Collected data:
******

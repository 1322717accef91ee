//! Two peers and the relay over loopback UDP, driven step by step.

use std::net::UdpSocket;
use std::time::Duration;

use protocol::{
    Button, ClientMessage, ControllerState, PlayerInputTable, RelayMessage, Stick, deserialize,
    encode, serialize,
};
use relay::RelayState;

fn bind() -> UdpSocket {
    let socket = UdpSocket::bind("127.0.0.1:0").unwrap();
    socket.set_read_timeout(Some(Duration::from_secs(2))).unwrap();
    socket
}

/// Receives one datagram on the relay socket and sends the replies.
fn pump(relay_socket: &UdpSocket, relay: &mut RelayState) {
    let mut buf = [0u8; 1024];
    let (len, src) = relay_socket.recv_from(&mut buf).unwrap();
    let msg: ClientMessage = deserialize(&buf[..len]).unwrap();
    for (addr, reply) in relay.handle(src, msg) {
        relay_socket.send_to(&serialize(&reply), addr).unwrap();
    }
}

fn recv(peer: &UdpSocket) -> RelayMessage {
    let mut buf = [0u8; 1024];
    let len = peer.recv(&mut buf).unwrap();
    deserialize(&buf[..len]).unwrap()
}

#[test]
fn peers_converge_on_the_same_input_table() {
    let relay_socket = bind();
    let relay_addr = relay_socket.local_addr().unwrap();
    let mut relay = RelayState::new(2);
    let peers = [bind(), bind()];

    for (slot, peer) in peers.iter().enumerate() {
        peer.send_to(&serialize(&ClientMessage::Hello), relay_addr).unwrap();
        pump(&relay_socket, &mut relay);
        assert_eq!(recv(peer), RelayMessage::Welcome { player_slot: slot as u8 });
    }
    for peer in &peers {
        assert_eq!(recv(peer), RelayMessage::GameStart { player_count: 2 });
    }

    let local = [
        ControllerState {
            left_stick: Stick::new(-0.5, 0.25),
            left_trigger_pressed: true,
            ..ControllerState::new(0).with_button(Button::A)
        },
        ControllerState {
            right_stick: Stick::new(1.0, -1.0),
            dpad_up: true,
            ..ControllerState::new(1).with_button(Button::Start)
        },
    ];

    for (slot, peer) in peers.iter().enumerate() {
        let msg = ClientMessage::Input {
            tick: 0,
            record: encode(slot as u8, &local[slot]),
        };
        peer.send_to(&serialize(&msg), relay_addr).unwrap();
        pump(&relay_socket, &mut relay);
    }

    let mut tables = [PlayerInputTable::new(), PlayerInputTable::new()];
    for (peer, table) in peers.iter().zip(&mut tables) {
        let RelayMessage::TickInputs { tick, records } = recv(peer) else {
            panic!("expected tick inputs");
        };
        for record in &records {
            assert!(table.apply(tick, record).unwrap().is_clean());
        }
    }

    for (slot, state) in local.iter().enumerate() {
        let slot = slot as u8;
        assert_eq!(tables[0].get(slot), Some(state));
        assert_eq!(tables[1].get(slot), Some(state));
    }
    assert_eq!(relay.current_tick(), 1);
}
//! Fixed-width text records for exchanging controller input between
//! lockstep peers.
//!
//! Every peer encodes its own controller once per tick, sends the record,
//! and decodes every record it receives into a [`PlayerInputTable`]. Only
//! input crosses the wire, so encoder and decoder must agree exactly on the
//! layout in [`layout`].

pub mod axis;
pub mod decode;
pub mod encode;
pub mod layout;
pub mod message;
pub mod snapshot;
pub mod state;
pub mod table;

pub use decode::{DecodeError, DecodeReport, Decoded, Parsed, decode, decode_with_report};
pub use encode::encode;
pub use layout::{Field, RECORD_LEN};
pub use message::{ClientMessage, PlayerSlot, RelayMessage, Tick, deserialize, serialize};
pub use snapshot::ControllerSnapshot;
pub use state::{Button, ControllerState, MAX_PLAYERS, Stick};
pub use table::{ApplyError, PlayerInputTable};
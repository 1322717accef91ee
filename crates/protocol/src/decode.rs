//! Record decoding.
//!
//! Decoding walks the record left to right at the fixed offsets in
//! [`crate::layout`]. A field that fails to parse is replaced with its zero
//! value and noted in the [`DecodeReport`]; the offset still advances by the
//! field's width so later fields stay aligned. Only a record shorter than
//! [`RECORD_LEN`] is rejected outright.

use crate::axis::parse_axis;
use crate::layout::{DELIMITER, DELIMITER_WIDTH, Field, RECORD_LEN};
use crate::state::{BUTTON_COUNT, Button, ControllerState, MAX_PLAYERS, Stick};

#[derive(Debug, Clone, Copy, PartialEq, Eq, thiserror::Error)]
pub enum DecodeError {
    #[error("record too short: {len} bytes, need {required}")]
    TooShort { len: usize, required: usize },
}

/// Outcome of parsing a single field.
#[derive(Debug, Clone, Copy, PartialEq)]
pub enum Parsed<T> {
    Value(T),
    /// The field was malformed; the carried value is the substituted default.
    Fallback(T),
}

impl<T> Parsed<T> {
    fn from_option(value: Option<T>, default: T) -> Self {
        match value {
            Some(value) => Parsed::Value(value),
            None => Parsed::Fallback(default),
        }
    }

    pub fn is_fallback(&self) -> bool {
        matches!(self, Parsed::Fallback(_))
    }

    pub fn into_value(self) -> T {
        match self {
            Parsed::Value(value) | Parsed::Fallback(value) => value,
        }
    }
}

/// Diagnostics collected while decoding one record.
#[derive(Debug, Clone, Default, PartialEq, Eq)]
pub struct DecodeReport {
    fallbacks: Vec<Field>,
    delimiter_mismatch: bool,
    trailing_bytes: usize,
}

impl DecodeReport {
    /// Fields that were replaced by their default, in wire order.
    pub fn fallbacks(&self) -> &[Field] {
        &self.fallbacks
    }

    pub fn fallback_count(&self) -> usize {
        self.fallbacks.len()
    }

    pub fn fell_back(&self, field: Field) -> bool {
        self.fallbacks.contains(&field)
    }

    /// The byte after the player index was not `|`. Decoding skips it anyway.
    pub fn delimiter_mismatch(&self) -> bool {
        self.delimiter_mismatch
    }

    /// Bytes past [`RECORD_LEN`] that were ignored.
    pub fn trailing_bytes(&self) -> usize {
        self.trailing_bytes
    }

    pub fn is_clean(&self) -> bool {
        self.fallbacks.is_empty() && !self.delimiter_mismatch && self.trailing_bytes == 0
    }
}

#[derive(Debug, Clone, PartialEq)]
pub struct Decoded {
    pub state: ControllerState,
    pub report: DecodeReport,
}

/// Decodes a record, discarding diagnostics.
pub fn decode(record: &str) -> Result<ControllerState, DecodeError> {
    decode_with_report(record).map(|decoded| decoded.state)
}

pub fn decode_with_report(record: &str) -> Result<Decoded, DecodeError> {
    let bytes = record.as_bytes();
    if bytes.len() < RECORD_LEN {
        tracing::warn!(len = bytes.len(), required = RECORD_LEN, "dropping short record");
        return Err(DecodeError::TooShort {
            len: bytes.len(),
            required: RECORD_LEN,
        });
    }

    let mut reader = FieldReader::new(&bytes[..RECORD_LEN]);
    reader.report.trailing_bytes = bytes.len() - RECORD_LEN;
    if reader.report.trailing_bytes > 0 {
        tracing::debug!(
            trailing = reader.report.trailing_bytes,
            "ignoring bytes past record end"
        );
    }

    let player_index = reader.read(Field::PlayerIndex, 0, parse_player_index);
    reader.skip_delimiter();

    let left_stick = Stick::new(
        reader.read(Field::LeftStickX, 0.0, parse_axis),
        reader.read(Field::LeftStickY, 0.0, parse_axis),
    );
    let right_stick = Stick::new(
        reader.read(Field::RightStickX, 0.0, parse_axis),
        reader.read(Field::RightStickY, 0.0, parse_axis),
    );

    let left_trigger_pressed = reader.read(Field::LeftTrigger, false, parse_flag);
    let right_trigger_pressed = reader.read(Field::RightTrigger, false, parse_flag);

    let mut buttons = [false; BUTTON_COUNT];
    for button in Button::ALL {
        buttons[button.index()] = reader.read(Field::Button(button), false, parse_flag);
    }

    let dpad_up = reader.read(Field::DpadUp, false, parse_flag);

    // Built in one piece so a half-decoded state is never observable.
    let state = ControllerState {
        player_index,
        left_stick,
        right_stick,
        left_trigger_pressed,
        right_trigger_pressed,
        buttons,
        dpad_up,
    };

    Ok(Decoded {
        state,
        report: reader.report,
    })
}

struct FieldReader<'a> {
    bytes: &'a [u8],
    pos: usize,
    report: DecodeReport,
}

impl<'a> FieldReader<'a> {
    fn new(bytes: &'a [u8]) -> Self {
        Self {
            bytes,
            pos: 0,
            report: DecodeReport::default(),
        }
    }

    fn take(&mut self, width: usize) -> &'a [u8] {
        let raw = &self.bytes[self.pos..self.pos + width];
        self.pos += width;
        raw
    }

    fn skip_delimiter(&mut self) {
        if self.take(DELIMITER_WIDTH) != [DELIMITER].as_slice() {
            tracing::debug!(pos = self.pos - DELIMITER_WIDTH, "unexpected delimiter byte");
            self.report.delimiter_mismatch = true;
        }
    }

    fn read<T>(
        &mut self,
        field: Field,
        default: T,
        parse: impl FnOnce(&[u8]) -> Option<T>,
    ) -> T {
        debug_assert_eq!(self.pos, field.offset());
        let raw = self.take(field.width());
        let parsed = Parsed::from_option(parse(raw), default);
        if parsed.is_fallback() {
            tracing::debug!(?field, raw = %raw.escape_ascii(), "field fell back to default");
            self.report.fallbacks.push(field);
        }
        parsed.into_value()
    }
}

fn parse_player_index(field: &[u8]) -> Option<u8> {
    match *field {
        [byte] if byte.is_ascii_digit() && usize::from(byte - b'0') < MAX_PLAYERS => {
            Some(byte - b'0')
        }
        _ => None,
    }
}

fn parse_flag(field: &[u8]) -> Option<bool> {
    match field {
        b"1" => Some(true),
        b"0" => Some(false),
        _ => None,
    }
}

******

● Aim of the task:
Quote exactly the first line of the data and every line after it through the one holding "let relay_socket = bind();".

● Solution for this exercise:
repository 1322717accef91ee
//! Two peers and the relay over loopback UDP, driven step by step.

use std::net::UdpSocket;
use std::time::Duration;

use protocol::{
    Button, ClientMessage, ControllerState, PlayerInputTable, RelayMessage, Stick, deserialize,
    encode, serialize,
};
use relay::RelayState;

fn bind() -> UdpSocket {
    let socket = UdpSocket::bind("127.0.0.1:0").unwrap();
    socket.set_read_timeout(Some(Duration::from_secs(2))).unwrap();
    socket
}

/// Receives one datagram on the relay socket and sends the replies.
fn pump(relay_socket: &UdpSocket, relay: &mut RelayState) {
    let mut buf = [0u8; 1024];
    let (len, src) = relay_socket.recv_from(&mut buf).unwrap();
    let msg: ClientMessage = deserialize(&buf[..len]).unwrap();
    for (addr, reply) in relay.handle(src, msg) {
        relay_socket.send_to(&serialize(&reply), addr).unwrap();
    }
}

fn recv(peer: &UdpSocket) -> RelayMessage {
    let mut buf = [0u8; 1024];
    let len = peer.recv(&mut buf).unwrap();
    deserialize(&buf[..len]).unwrap()
}

#[test]
fn peers_converge_on_the_same_input_table() {
    let relay_socket = bind();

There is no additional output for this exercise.